I decided to tell my mum. On the way, I passed by a friend’s place. She told me: ‘You can’t tell your mum. You’ll break her heart. Don’t worry. I’ll sort you out.’
I was so shocked. To me, abortions were done in the West, not in Africa.
She took me to a gynaecologist. My God, it was so painful.
They did dilation and evacuation. They cut the baby into pieces and they crushed the baby’s skull and they scraped it out with a curette. I was four months pregnant.
They actually showed me the pieces of my baby so I could see the bones, just to prove that they had done it.
I hated myself for what I did. I used to tell myself that no man would want a woman who’s aborted. At the same time, I yearned for love and acceptance.
I got involved with (someone). I thought: ‘How can he love someone like me?’
I was determined to keep the relationship because I knew if this man does not marry me, no one will marry me.
I somehow knew I was going to get pregnant again. And it happened. I was 22.
I went for another abortion. When I was on that abortion bed, I felt like the first abortion was replaying.
This elderly woman who was doing the procedure, I wanted to tell her: ‘Why are you doing this to me? Why are you removing my baby?’
Obviously, I couldn’t say such a thing. She’d think I was nuts.
But, to me, she was a mother figure who should have stopped me. My heart was crying out for help.
So the procedure was done. I went back to my normal life but I was such an angry person. I felt something had been taken away from me that I couldn’t get back.
I really hated myself. I couldn’t even look at myself in the mirror. I felt: ‘You are such a murderer. How could you do that?’
I went into depression. I could cry endlessly. There was like a stone in my heart and the only way I could release it was through crying.
I used to feel like I was living in a bubble. I was in this world of pain and hurt and regret and despair.
I just locked myself in my house. I would cry, sleep, cry, sleep.
I wanted to stab myself. But every time I took the knife, I was thinking of the pain. I just found myself falling asleep.
I read a book called Forgiven and Set Free. It’s a Bible study for post abortive women. It helps you to confront all those feelings you are going through: the anger, the hatred, the unforgivingness.

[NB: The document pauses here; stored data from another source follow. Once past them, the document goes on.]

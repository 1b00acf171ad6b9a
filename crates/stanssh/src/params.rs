//! Run parameters: chains, iterations, initial conditions, algorithm.

use serde::{Deserialize, Serialize};

use crate::capability::Capability;
use crate::data::DataBundle;
use crate::error::ValidationError;

/// Which inference algorithm the remote run should use.
#[derive(Debug, Clone, Copy, PartialEq, Eq, Serialize, Deserialize)]
#[serde(rename_all = "snake_case")]
pub enum Algorithm {
    /// MCMC sampling (the default, and the only thing every backend does).
    Sample,
    /// ADVI variational inference.
    VariationalInference,
    /// Posterior-mode point estimation.
    Optimize,
}

impl Algorithm {
    /// Capability a backend must declare to run this algorithm.
    pub fn required_capability(&self) -> Capability {
        match self {
            Algorithm::Sample => Capability::Sample,
            Algorithm::VariationalInference => Capability::VariationalInference,
            Algorithm::Optimize => Capability::Optimize,
        }
    }
}

impl std::fmt::Display for Algorithm {
    fn fmt(&self, f: &mut std::fmt::Formatter<'_>) -> std::fmt::Result {
        match self {
            Algorithm::Sample => write!(f, "sample"),
            Algorithm::VariationalInference => write!(f, "variational_inference"),
            Algorithm::Optimize => write!(f, "optimize"),
        }
    }
}

/// Caller-specified configuration for one remote run.
///
/// Validation is local and happens before anything touches the network, so
/// a bad parameter set never costs a remote round-trip.
#[derive(Debug, Clone, PartialEq)]
pub struct RunParameters {
    /// Number of chains.
    pub chains: usize,

    /// Iterations per chain (including warmup).
    pub iter: usize,

    /// Warmup iterations per chain; backend default when `None`.
    pub warmup: Option<usize>,

    /// RNG seed; remote-chosen when `None`.
    pub seed: Option<u64>,

    /// Per-chain initial conditions. When given, must have exactly one
    /// entry per chain.
    pub inits: Option<Vec<DataBundle>>,

    /// Requested algorithm.
    pub algorithm: Algorithm,
}

impl RunParameters {
    /// Sampling run with the given chain and iteration counts.
    pub fn sample(chains: usize, iter: usize) -> Self {
        Self {
            chains,
            iter,
            warmup: None,
            seed: None,
            inits: None,
            algorithm: Algorithm::Sample,
        }
    }

    pub fn with_warmup(mut self, warmup: usize) -> Self {
        self.warmup = Some(warmup);
        self
    }

    pub fn with_seed(mut self, seed: u64) -> Self {
        self.seed = Some(seed);
        self
    }

    pub fn with_inits(mut self, inits: Vec<DataBundle>) -> Self {
        self.inits = Some(inits);
        self
    }

    pub fn with_algorithm(mut self, algorithm: Algorithm) -> Self {
        self.algorithm = algorithm;
        self
    }

    /// Local validation; see `ValidationError` for the cases.
    pub fn validate(&self) -> std::result::Result<(), ValidationError> {
        if self.chains == 0 {
            return Err(ValidationError::ZeroChains);
        }
        if self.iter == 0 {
            return Err(ValidationError::ZeroIterations);
        }
        if let Some(warmup) = self.warmup {
            if warmup >= self.iter {
                return Err(ValidationError::WarmupExceedsIterations {
                    warmup,
                    iter: self.iter,
                });
            }
        }
        if let Some(inits) = &self.inits {
            if inits.len() != self.chains {
                return Err(ValidationError::InitCountMismatch {
                    chains: self.chains,
                    inits: inits.len(),
                });
            }
        }
        Ok(())
    }
}
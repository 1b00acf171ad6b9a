//! Exponential backoff for connection establishment.
//!
//! Only connect-time `TransportError::Connection` failures are retried;
//! everything else (auth rejection, transfer failure, remote nonzero exit)
//! surfaces to the caller on the first attempt.

use std::future::Future;
use std::time::Duration;

use tracing::warn;

use crate::error::TransportResult;

/// Backoff schedule for transient connection failures.
#[derive(Debug, Clone, PartialEq, Eq)]
pub struct RetryPolicy {
    /// Total attempts, including the first (1 = no retries).
    pub max_attempts: u32,

    /// Delay before the first retry; doubles each subsequent retry.
    pub base_delay: Duration,

    /// Upper bound on any single delay.
    pub max_delay: Duration,
}

impl RetryPolicy {
    /// A single attempt, no retries.
    pub fn none() -> Self {
        Self {
            max_attempts: 1,
            base_delay: Duration::ZERO,
            max_delay: Duration::ZERO,
        }
    }

    /// Delay to sleep before retry number `retry` (1-based).
    pub fn delay_for(&self, retry: u32) -> Duration {
        let exp = retry.saturating_sub(1).min(16);
        let delay = self.base_delay.saturating_mul(1u32 << exp);
        delay.min(self.max_delay)
    }
}

impl Default for RetryPolicy {
    fn default() -> Self {
        Self {
            max_attempts: 4,
            base_delay: Duration::from_millis(500),
            max_delay: Duration::from_secs(10),
        }
    }
}

/// Drive `op` under the policy: transient failures are retried after the
/// scheduled delay, everything else (and exhaustion) surfaces immediately.
pub async fn retry_transient<T, F, Fut>(policy: &RetryPolicy, mut op: F) -> TransportResult<T>
where
    F: FnMut() -> Fut,
    Fut: Future<Output = TransportResult<T>>,
{
    let mut attempt = 1;
    loop {
        match op().await {
            Ok(value) => return Ok(value),
            Err(err) if err.is_transient() && attempt < policy.max_attempts => {
                let delay = policy.delay_for(attempt);
                warn!(
                    event = "transport.retry",
                    attempt = attempt,
                    delay_ms = delay.as_millis() as u64,
                    error = %err,
                );
                tokio::time::sleep(delay).await;
                attempt += 1;
            }
            Err(err) => return Err(err),
        }
    }
}
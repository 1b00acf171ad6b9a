//! In-memory fake for the `RemoteShell` trait (testing only)
//!
//! `ScriptedShell` keeps a remote filesystem as a `HashMap<path, bytes>`,
//! pops scripted command outputs in order, and records every invocation so
//! tests can assert "no network call happened before local validation".

use std::collections::{HashMap, VecDeque};
use std::path::Path;
use std::sync::Mutex;

use async_trait::async_trait;

use crate::error::{TransportError, TransportResult};
use crate::shell::{CommandOutput, RemoteShell};

/// One recorded call against the fake shell.
#[derive(Debug, Clone, PartialEq, Eq)]
pub enum ShellCall {
    Upload(String),
    Download(String),
    Run(String),
    MkdirAll(String),
    Close,
}

/// Scripted in-memory `RemoteShell`.
#[derive(Debug, Default)]
pub struct ScriptedShell {
    files: Mutex<HashMap<String, Vec<u8>>>,
    outputs: Mutex<VecDeque<CommandOutput>>,
    calls: Mutex<Vec<ShellCall>>,
}

impl ScriptedShell {
    pub fn new() -> Self {
        Self::default()
    }

    /// Queue the output for the next `run` call. Nonzero exit codes are
    /// surfaced as `TransportError::RemoteExecution`, like the real shell.
    pub fn push_output(&self, exit_code: i32, stdout: &str, stderr: &str) {
        self.outputs.lock().unwrap().push_back(CommandOutput {
            exit_code,
            stdout: stdout.to_string(),
            stderr: stderr.to_string(),
            duration_ms: 1,
        });
    }

    /// Queue a clean exit for the next `run` call.
    pub fn push_ok(&self) {
        self.push_output(0, "", "");
    }

    /// Seed a file on the fake remote filesystem.
    pub fn put_remote_file(&self, path: &str, bytes: &[u8]) {
        self.files
            .lock()
            .unwrap()
            .insert(path.to_string(), bytes.to_vec());
    }

    /// Read back a file from the fake remote filesystem.
    pub fn remote_file(&self, path: &str) -> Option<Vec<u8>> {
        self.files.lock().unwrap().get(path).cloned()
    }

    /// All calls made so far, in order.
    pub fn calls(&self) -> Vec<ShellCall> {
        self.calls.lock().unwrap().clone()
    }

    /// Total number of calls made so far.
    pub fn call_count(&self) -> usize {
        self.calls.lock().unwrap().len()
    }

    /// The commands passed to `run`, in order.
    pub fn commands(&self) -> Vec<String> {
        self.calls()
            .into_iter()
            .filter_map(|c| match c {
                ShellCall::Run(cmd) => Some(cmd),
                _ => None,
            })
            .collect()
    }

    fn record(&self, call: ShellCall) {
        self.calls.lock().unwrap().push(call);
    }
}

#[async_trait]
impl RemoteShell for ScriptedShell {
    async fn upload_bytes(&self, bytes: &[u8], remote_path: &str) -> TransportResult<()> {
        self.record(ShellCall::Upload(remote_path.to_string()));
        self.files
            .lock()
            .unwrap()
            .insert(remote_path.to_string(), bytes.to_vec());
        Ok(())
    }

    async fn download_bytes(&self, remote_path: &str) -> TransportResult<Vec<u8>> {
        self.record(ShellCall::Download(remote_path.to_string()));
        self.files
            .lock()
            .unwrap()
            .get(remote_path)
            .cloned()
            .ok_or_else(|| TransportError::Transfer {
                path: remote_path.to_string(),
                reason: "no such file".to_string(),
            })
    }

    async fn download_file(&self, remote_path: &str, local_path: &Path) -> TransportResult<()> {
        let bytes = self.download_bytes(remote_path).await?;
        std::fs::write(local_path, bytes)?;
        Ok(())
    }

    async fn run(&self, command: &str) -> TransportResult<CommandOutput> {
        self.record(ShellCall::Run(command.to_string()));
        let output = self
            .outputs
            .lock()
            .unwrap()
            .pop_front()
            .unwrap_or(CommandOutput {
                exit_code: 0,
                stdout: String::new(),
                stderr: String::new(),
                duration_ms: 1,
            });

        if output.exit_code != 0 {
            return Err(TransportError::RemoteExecution {
                command: command.to_string(),
                exit_code: output.exit_code,
                stdout: output.stdout,
                stderr: output.stderr,
            });
        }
        Ok(output)
    }

    async fn mkdir_all(&self, remote_path: &str) -> TransportResult<()> {
        self.record(ShellCall::MkdirAll(remote_path.to_string()));
        Ok(())
    }

    async fn close(&self) -> TransportResult<()> {
        self.record(ShellCall::Close);
        Ok(())
    }
}
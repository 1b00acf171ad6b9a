//! Input-data serialization: numeric values in, JSON out.
//!
//! The remote side only understands JSON-native inputs, so the boundary is
//! strict: a value is a number, a nested sequence of values, or a named
//! mapping of values. Strings, booleans, nulls and non-finite floats are
//! rejected with a `Serialization` error rather than silently encoded.

use std::collections::BTreeMap;

use serde::Serialize;
use serde_json::Value;

use crate::error::{Result, StanError};

/// A JSON-native numeric value accepted as Stan input data.
#[derive(Debug, Clone, PartialEq)]
pub enum StanValue {
    Int(i64),
    Real(f64),
    Array(Vec<StanValue>),
    Map(BTreeMap<String, StanValue>),
}

impl StanValue {
    /// Convert a parsed JSON value, rejecting anything non-numeric.
    pub fn try_from_json(value: &Value) -> std::result::Result<Self, String> {
        match value {
            Value::Number(n) => {
                if let Some(i) = n.as_i64() {
                    Ok(StanValue::Int(i))
                } else if let Some(f) = n.as_f64() {
                    Ok(StanValue::Real(f))
                } else {
                    Err(format!("number {n} does not fit i64 or f64"))
                }
            }
            Value::Array(items) => items
                .iter()
                .map(Self::try_from_json)
                .collect::<std::result::Result<Vec<_>, _>>()
                .map(StanValue::Array),
            Value::Object(fields) => fields
                .iter()
                .map(|(k, v)| Self::try_from_json(v).map(|sv| (k.clone(), sv)))
                .collect::<std::result::Result<BTreeMap<_, _>, _>>()
                .map(StanValue::Map),
            Value::String(_) => Err("strings are not numeric data".to_string()),
            Value::Bool(_) => Err("booleans are not numeric data".to_string()),
            Value::Null => Err("null is not numeric data".to_string()),
        }
    }

    /// Emit as a plain JSON value.
    pub fn to_json(&self) -> Value {
        match self {
            StanValue::Int(i) => Value::from(*i),
            StanValue::Real(f) => Value::from(*f),
            StanValue::Array(items) => Value::Array(items.iter().map(|v| v.to_json()).collect()),
            StanValue::Map(fields) => Value::Object(
                fields
                    .iter()
                    .map(|(k, v)| (k.clone(), v.to_json()))
                    .collect(),
            ),
        }
    }

    /// Check every numeric leaf is JSON-representable (finite).
    fn check_finite(&self) -> std::result::Result<(), String> {
        match self {
            StanValue::Int(_) => Ok(()),
            StanValue::Real(f) if f.is_finite() => Ok(()),
            StanValue::Real(f) => Err(format!("{f} is not a finite number")),
            StanValue::Array(items) => items.iter().try_for_each(Self::check_finite),
            StanValue::Map(fields) => fields.values().try_for_each(Self::check_finite),
        }
    }
}

impl From<i64> for StanValue {
    fn from(v: i64) -> Self {
        StanValue::Int(v)
    }
}

impl From<i32> for StanValue {
    fn from(v: i32) -> Self {
        StanValue::Int(v as i64)
    }
}

impl From<f64> for StanValue {
    fn from(v: f64) -> Self {
        StanValue::Real(v)
    }
}

impl<T: Into<StanValue>> From<Vec<T>> for StanValue {
    fn from(items: Vec<T>) -> Self {
        StanValue::Array(items.into_iter().map(Into::into).collect())
    }
}

impl From<&[f64]> for StanValue {
    fn from(items: &[f64]) -> Self {
        StanValue::Array(items.iter().copied().map(StanValue::Real).collect())
    }
}

/// Named input data for one model run.
#[derive(Debug, Clone, Default, PartialEq)]
pub struct DataBundle {
    entries: BTreeMap<String, StanValue>,
}

impl DataBundle {
    pub fn new() -> Self {
        Self::default()
    }

    /// Add or replace a named variable.
    pub fn insert(&mut self, name: impl Into<String>, value: impl Into<StanValue>) -> &mut Self {
        self.entries.insert(name.into(), value.into());
        self
    }

    pub fn get(&self, name: &str) -> Option<&StanValue> {
        self.entries.get(name)
    }

    pub fn len(&self) -> usize {
        self.entries.len()
    }

    pub fn is_empty(&self) -> bool {
        self.entries.is_empty()
    }

    /// Build a bundle from parsed JSON; every leaf must be numeric.
    pub fn try_from_json(value: &Value) -> Result<Self> {
        let Value::Object(fields) = value else {
            return Err(StanError::Serialization {
                name: "<root>".to_string(),
                reason: "input data must be a mapping of variable names".to_string(),
            });
        };

        let mut bundle = DataBundle::new();
        for (name, v) in fields {
            let sv = StanValue::try_from_json(v).map_err(|reason| StanError::Serialization {
                name: name.clone(),
                reason,
            })?;
            bundle.entries.insert(name.clone(), sv);
        }
        Ok(bundle)
    }

    /// Emit as a plain JSON object.
    pub fn to_json_value(&self) -> Value {
        Value::Object(
            self.entries
                .iter()
                .map(|(k, v)| (k.clone(), v.to_json()))
                .collect(),
        )
    }

    /// Serialize to the wire format uploaded to the remote host:
    /// pretty-printed JSON with 4-space indent.
    pub fn to_json_bytes(&self) -> Result<Vec<u8>> {
        for (name, value) in &self.entries {
            value
                .check_finite()
                .map_err(|reason| StanError::Serialization {
                    name: name.clone(),
                    reason,
                })?;
        }

        let mut buf = Vec::new();
        let formatter = serde_json::ser::PrettyFormatter::with_indent(b"    ");
        let mut ser = serde_json::Serializer::with_formatter(&mut buf, formatter);
        self.to_json_value()
            .serialize(&mut ser)
            .map_err(|e| StanError::Serialization {
                name: "<root>".to_string(),
                reason: e.to_string(),
            })?;
        Ok(buf)
    }
}

/// Parse a JSON artifact produced by the remote side.
///
/// Truncated or malformed content fails with `Deserialization`; a partial
/// structure is never returned.
pub fn from_json_bytes(raw: &[u8]) -> Result<Value> {
    serde_json::from_slice(raw).map_err(|e| StanError::Deserialization(e.to_string()))
}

Immediately after the abortion, you go through a season of relief. But you don’t realise that there’s another crisis coming.
It varies from one individual to another. They can use alcohol, sexual activity or drugs – any kind of pleasure to kill the pain.
After going through the book, I started speaking about abortion.
I started a post-abortion support group last year. I have counselled women who are much older than me. They have children but they still come to me saying: ‘There is this thing that I did 15 years ago and I can’t seem to forgive myself.’
I want them to understand that despite the pain they have gone through, the heartache, that pain can be sorted out. I want to give them hope.”